Henry Lai, a professor of bioengineering at the University of Washington who has researched the issue in the past, reviewed EWG’s report and says the group is on the right track. “There’s no solid conclusion right now on whether cellphone use leads to increased health risk,” he says. “But all the data shows cause of concern, and that’s very well brought out in the report.”
Cellphone radiation is transmitted by the antenna and the circuitry inside the handset by sending out electromagnetic waves (radio frequency radiation) to transmit their signal. The radiation emitted by the antenna is not directional, which means that it propagates in all directions more or less equally. Factors such as the type of digital signal coding in the network, the antenna design and its position relative to the head determine how much radiation is absorbed by a user, says EWG.

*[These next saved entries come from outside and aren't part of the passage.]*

//! Exporter config loader.
//!
//! Precedence, highest first: CLI flag, environment variable (both handled by
//! clap), YAML file, built-in default. The YAML file is parsed strictly.

pub mod cli;
pub mod schema;

use std::fs;
use std::path::Path;
use std::time::Duration;

use mongo_statsd_core::error::{ExporterError, Result};

pub use cli::Cli;
pub use schema::{ExporterConfig, FetchErrorPolicy, FileConfig};

pub fn load_from_file(path: &Path) -> Result<FileConfig> {
    let s = fs::read_to_string(path).map_err(|e| {
        ExporterError::Config(format!("read config {} failed: {e}", path.display()))
    })?;
    load_from_str(&s)
}

pub fn load_from_str(s: &str) -> Result<FileConfig> {
    serde_yaml::from_str(s).map_err(|e| ExporterError::Config(format!("invalid yaml: {e}")))
}

/// Resolve the final configuration from parsed arguments, reading the YAML
/// file they point at, if any.
pub fn resolve(cli: &Cli) -> Result<ExporterConfig> {
    let file = match &cli.config {
        Some(path) => load_from_file(path)?,
        None => FileConfig::default(),
    };
    merge(cli, file)
}

/// Layer `cli` over `file` over defaults, then validate.
pub fn merge(cli: &Cli, file: FileConfig) -> Result<ExporterConfig> {
    let d = ExporterConfig::default();

    let interval = match cli.interval.as_deref().or(file.interval.as_deref()) {
        Some(s) => parse_duration("interval", s)?,
        None => d.interval,
    };
    let connect_timeout = match cli
        .connect_timeout
        .as_deref()
        .or(file.connect_timeout.as_deref())
    {
        Some(s) => parse_duration("connect_timeout", s)?,
        None => d.connect_timeout,
    };

    let cfg = ExporterConfig {
        interval,
        mongo_url: cli.mongo_url.clone().or(file.mongo_url).unwrap_or(d.mongo_url),
        statsd_host: cli.statsd_host.clone().or(file.statsd_host).unwrap_or(d.statsd_host),
        statsd_port: cli.statsd_port.or(file.statsd_port).unwrap_or(d.statsd_port),
        statsd_prefix: cli
            .statsd_prefix
            .clone()
            .or(file.statsd_prefix)
            .unwrap_or(d.statsd_prefix),
        hosted_graphite_key: cli
            .hosted_graphite_key
            .clone()
            .or(file.hosted_graphite_key)
            .filter(|k| !k.is_empty()),
        connect_timeout,
        on_fetch_error: cli.on_fetch_error.or(file.on_fetch_error).unwrap_or(d.on_fetch_error),
        debug: cli.debug || file.debug.unwrap_or(false),
    };

    cfg.validate()?;
    Ok(cfg)
}

/// Parse a human-readable duration (`5s`, `1m30s`, `250ms`). A bare number
/// has no unit and is rejected.
pub fn parse_duration(key: &str, s: &str) -> Result<Duration> {
    humantime::parse_duration(s.trim())
        .map_err(|e| ExporterError::Config(format!("invalid {key} {s:?}: {e}")))
}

Other household appliances, such as microwave ovens, emit radiation, but no other device is in such close contact with the human body as a cellphone. “You don’t put your head inside the microwave,” says Lai. “And unless you are standing very, very close to it, the radiation from microwaves is very low.”
The Federal Communications Commission sets the acceptable U.S. radiation standards for cellphones. The effects of the radiation depend on the rate at which energy is absorbed by a mass of tissue. This is called as the Specific Absorption Rate (SAR) and measured in watts per kilogram (W/kg). Most handset makers use private certification companies to test the SAR on their devices.